The process regarding parameters is the following:
The Describe action is called, listing the parameters
The RNA/UI is built with a widget for each parameter
The Instance is created
Parameters are copied from UI to instance
Effect is cooked
So it is important that the default values of parameters is known at step 2. OpenFX provides a mechanism for this, with the kOfxParamPropDefault property.
That being said, I havn’t implemented it yet. So you can either open an issue so that I remember (I can do it quickly) or give it a shot, I think it is an easy fix. It has to do around openmesheffect/blender/intern/mfxModifier.c#L452.
I havn’t released the Houdini part yet, I wait for it to be mature enough to prevent early deception. At the moment the most advanced plugin around is MfxVCG.
PD: Your remove doubles appear to be a better implementation of the remove doubles. Because blender “Merge by distance” do a strange artifacts, select one of the vertex merged and merge the rest to this, instead of use the center of all vertex. Also it doesn’t give us a symmetry mesh when it must to give.
@Alberto What you describe is exactly what my implementation does too ^^ I don’t take the average position, I only keep the point with the lower index, because I assume that it is used with very small threshold, and it takes more computation/memory to consolidate the average positions.
@Wazou I could, when/if I wind the time to do so. It is a quite easy modifier to write because it would have to just call the remove doubles function already implemented in Blender. If you want to give it a shot you can follow my tutorial for writing modifiers: https://blog.exppad.com/article/writing-blender-modifier
I think the reason the first patch for this feature was rejected was because it was basically a bmesh operator in the modifier. See this topic: https://developer.blender.org/T41748
The great thing about OpenMeshEffects is that anyone can write any effect for mesh data- even if it doesn’t meet Blender’s strict code review standards. That way, anyone can hack together a quick solution, share it, etc. Of course they can also make a really nice solution, or polish the quick hack into a nice solution. The point is that it enables a more lenient development process because it isn’t managed by someone else, while still providing an easy way of sharing the modifiers you create.

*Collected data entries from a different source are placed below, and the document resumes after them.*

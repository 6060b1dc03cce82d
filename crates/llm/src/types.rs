//! Model Boundary Types
//!
//! Request/response shapes shared by every provider implementation, plus the
//! provider error taxonomy.

use std::collections::BTreeMap;

use serde::{Deserialize, Serialize};

use aegis_command_core::ProxyConfig;

/// Default model for structured and search-grounded generation.
pub const DEFAULT_MODEL: &str = "gemini-3-flash-preview";

/// Default model for bidirectional audio sessions.
pub const DEFAULT_LIVE_MODEL: &str = "gemini-2.5-flash-native-audio-preview-12-2025";

/// Connection settings for a provider.
#[derive(Debug, Clone, Serialize, Deserialize)]
pub struct ProviderConfig {
    /// API key (never persisted; injected from the environment)
    #[serde(skip_serializing, default)]
    pub api_key: Option<String>,
    /// REST base URL override
    #[serde(default, skip_serializing_if = "Option::is_none")]
    pub base_url: Option<String>,
    /// WebSocket endpoint override for live sessions
    #[serde(default, skip_serializing_if = "Option::is_none")]
    pub live_url: Option<String>,
    pub model: String,
    #[serde(default, skip_serializing_if = "Option::is_none")]
    pub proxy: Option<ProxyConfig>,
}

impl Default for ProviderConfig {
    fn default() -> Self {
        Self {
            api_key: None,
            base_url: None,
            live_url: None,
            model: DEFAULT_MODEL.to_string(),
            proxy: None,
        }
    }
}

/// One part of a request turn.
#[derive(Debug, Clone, PartialEq, Eq, Serialize, Deserialize)]
#[serde(tag = "kind", rename_all = "snake_case")]
pub enum ContentPart {
    Text { text: String },
    /// Base64-encoded binary payload (e.g. an image)
    InlineData { mime_type: String, data: String },
}

/// Primitive types an output schema can constrain a field to.
#[derive(Debug, Clone, Copy, PartialEq, Eq, Serialize, Deserialize)]
#[serde(rename_all = "UPPERCASE")]
pub enum SchemaType {
    String,
    Number,
    Integer,
    Boolean,
    Array,
    Object,
}

/// Output shape constraint sent alongside a structured-generation request.
#[derive(Debug, Clone, PartialEq, Serialize, Deserialize)]
pub struct ResponseSchema {
    #[serde(rename = "type")]
    pub schema_type: SchemaType,
    #[serde(default, skip_serializing_if = "Option::is_none")]
    pub description: Option<String>,
    #[serde(default, skip_serializing_if = "Option::is_none")]
    pub properties: Option<BTreeMap<String, ResponseSchema>>,
    #[serde(default, skip_serializing_if = "Option::is_none")]
    pub items: Option<Box<ResponseSchema>>,
    #[serde(default, skip_serializing_if = "Vec::is_empty")]
    pub required: Vec<String>,
}

impl ResponseSchema {
    fn of(schema_type: SchemaType) -> Self {
        Self {
            schema_type,
            description: None,
            properties: None,
            items: None,
            required: Vec::new(),
        }
    }

    pub fn string() -> Self {
        Self::of(SchemaType::String)
    }

    pub fn number() -> Self {
        Self::of(SchemaType::Number)
    }

    pub fn integer() -> Self {
        Self::of(SchemaType::Integer)
    }

    pub fn boolean() -> Self {
        Self::of(SchemaType::Boolean)
    }

    pub fn object() -> Self {
        Self {
            properties: Some(BTreeMap::new()),
            ..Self::of(SchemaType::Object)
        }
    }

    pub fn array(items: ResponseSchema) -> Self {
        Self {
            items: Some(Box::new(items)),
            ..Self::of(SchemaType::Array)
        }
    }

    /// Add a property (turns the schema into an object if it was not one).
    pub fn property(mut self, name: impl Into<String>, schema: ResponseSchema) -> Self {
        self.properties
            .get_or_insert_with(BTreeMap::new)
            .insert(name.into(), schema);
        self
    }

    pub fn required<I, S>(mut self, names: I) -> Self
    where
        I: IntoIterator<Item = S>,
        S: Into<String>,
    {
        self.required = names.into_iter().map(Into::into).collect();
        self
    }

    pub fn describe(mut self, description: impl Into<String>) -> Self {
        self.description = Some(description.into());
        self
    }
}

/// A schema-constrained generation request.
#[derive(Debug, Clone, PartialEq)]
pub struct StructuredRequest {
    pub parts: Vec<ContentPart>,
    pub schema: ResponseSchema,
}

impl StructuredRequest {
    pub fn text(prompt: impl Into<String>, schema: ResponseSchema) -> Self {
        Self {
            parts: vec![ContentPart::Text {
                text: prompt.into(),
            }],
            schema,
        }
    }

    /// Prepend an inline binary part, so the payload precedes the instruction.
    pub fn with_inline_data(
        mut self,
        mime_type: impl Into<String>,
        data: impl Into<String>,
    ) -> Self {
        self.parts.insert(
            0,
            ContentPart::InlineData {
                mime_type: mime_type.into(),
                data: data.into(),
            },
        );
        self
    }
}

/// Web reference attached to a grounding citation.
#[derive(Debug, Clone, Default, PartialEq, Eq, Serialize, Deserialize)]
pub struct WebReference {
    #[serde(default)]
    pub uri: Option<String>,
    #[serde(default)]
    pub title: Option<String>,
}

/// Source reference accompanying a search-grounded response.
#[derive(Debug, Clone, Default, PartialEq, Eq, Serialize, Deserialize)]
pub struct GroundingCitation {
    #[serde(default)]
    pub web: Option<WebReference>,
}

/// Free text plus citations from a search-grounded call.
#[derive(Debug, Clone, Default, PartialEq, Eq, Serialize, Deserialize)]
pub struct GroundedResponse {
    pub text: String,
    pub citations: Vec<GroundingCitation>,
}

/// Error types for model operations
#[derive(Debug, Clone, PartialEq, Eq)]
pub enum LlmError {
    /// Authentication failed (invalid API key)
    AuthenticationFailed { message: String },
    /// Rate limit exceeded
    RateLimited {
        message: String,
        retry_after: Option<u32>,
    },
    /// Model not found or not available
    ModelNotFound { model: String },
    /// Invalid request (bad parameters)
    InvalidRequest { message: String },
    /// Server error from the provider
    ServerError {
        message: String,
        status: Option<u16>,
    },
    /// Network/connection error
    NetworkError { message: String },
    /// Response parsing error
    ParseError { message: String },
    /// Provider not reachable or session not open
    ProviderUnavailable { message: String },
    /// Other error
    Other { message: String },
}

impl std::fmt::Display for LlmError {
    fn fmt(&self, f: &mut std::fmt::Formatter<'_>) -> std::fmt::Result {
        match self {
            LlmError::AuthenticationFailed { message } => {
                write!(f, "Authentication failed: {}", message)
            }
            LlmError::RateLimited { message, .. } => write!(f, "Rate limited: {}", message),
            LlmError::ModelNotFound { model } => write!(f, "Model not found: {}", model),
            LlmError::InvalidRequest { message } => write!(f, "Invalid request: {}", message),
            LlmError::ServerError { message, status } => {
                if let Some(s) = status {
                    write!(f, "Server error ({}): {}", s, message)
                } else {
                    write!(f, "Server error: {}", message)
                }
            }
            LlmError::NetworkError { message } => write!(f, "Network error: {}", message),
            LlmError::ParseError { message } => write!(f, "Parse error: {}", message),
            LlmError::ProviderUnavailable { message } => {
                write!(f, "Provider unavailable: {}", message)
            }
            LlmError::Other { message } => write!(f, "Error: {}", message),
        }
    }
}

impl std::error::Error for LlmError {}

impl LlmError {
    /// Textual markers that identify quota exhaustion when the status code
    /// was lost on the way (e.g. wrapped in a transport error).
    const RATE_LIMIT_MARKERS: [&'static str; 2] = ["429", "RESOURCE_EXHAUSTED"];

    fn message(&self) -> &str {
        match self {
            LlmError::AuthenticationFailed { message }
            | LlmError::RateLimited { message, .. }
            | LlmError::InvalidRequest { message }
            | LlmError::ServerError { message, .. }
            | LlmError::NetworkError { message }
            | LlmError::ParseError { message }
            | LlmError::ProviderUnavailable { message }
            | LlmError::Other { message } => message,
            LlmError::ModelNotFound { model } => model,
        }
    }

    /// Whether this failure carries a rate-limit signature.
    pub fn is_rate_limited(&self) -> bool {
        match self {
            LlmError::RateLimited { .. } => true,
            LlmError::ServerError {
                status: Some(429), ..
            } => true,
            other => {
                let message = other.message();
                Self::RATE_LIMIT_MARKERS
                    .iter()
                    .any(|marker| message.contains(marker))
            }
        }
    }
}

/// Result type for model operations
pub type LlmResult<T> = Result<T, LlmError>;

Just to have it clear, right now is it fully GPL compliant? I don’t want to argue against it or anything, I just want to know if there are odds that this could be implemented at some point in master, and for that it should be crystal clear GPL compliant.
But that does not answer the question, I know the code is GPL, the question is, is everything needed and everything that comes into play is GPL compliant?
At the beginning there was some issues with the Houdini part of the equation, I think @Elie worked to eliminate that part and make everything fully GPL compliant, so I want to confirm this status as of today.
Not being a legal expert here, but the compiled code (from outside) running on the ofx modifier doesn’t “know” blender, doesn’t use any blender interface, it just respects a possible standard, with known call points, so the license they use shouldn’t be a problem, but that is may take.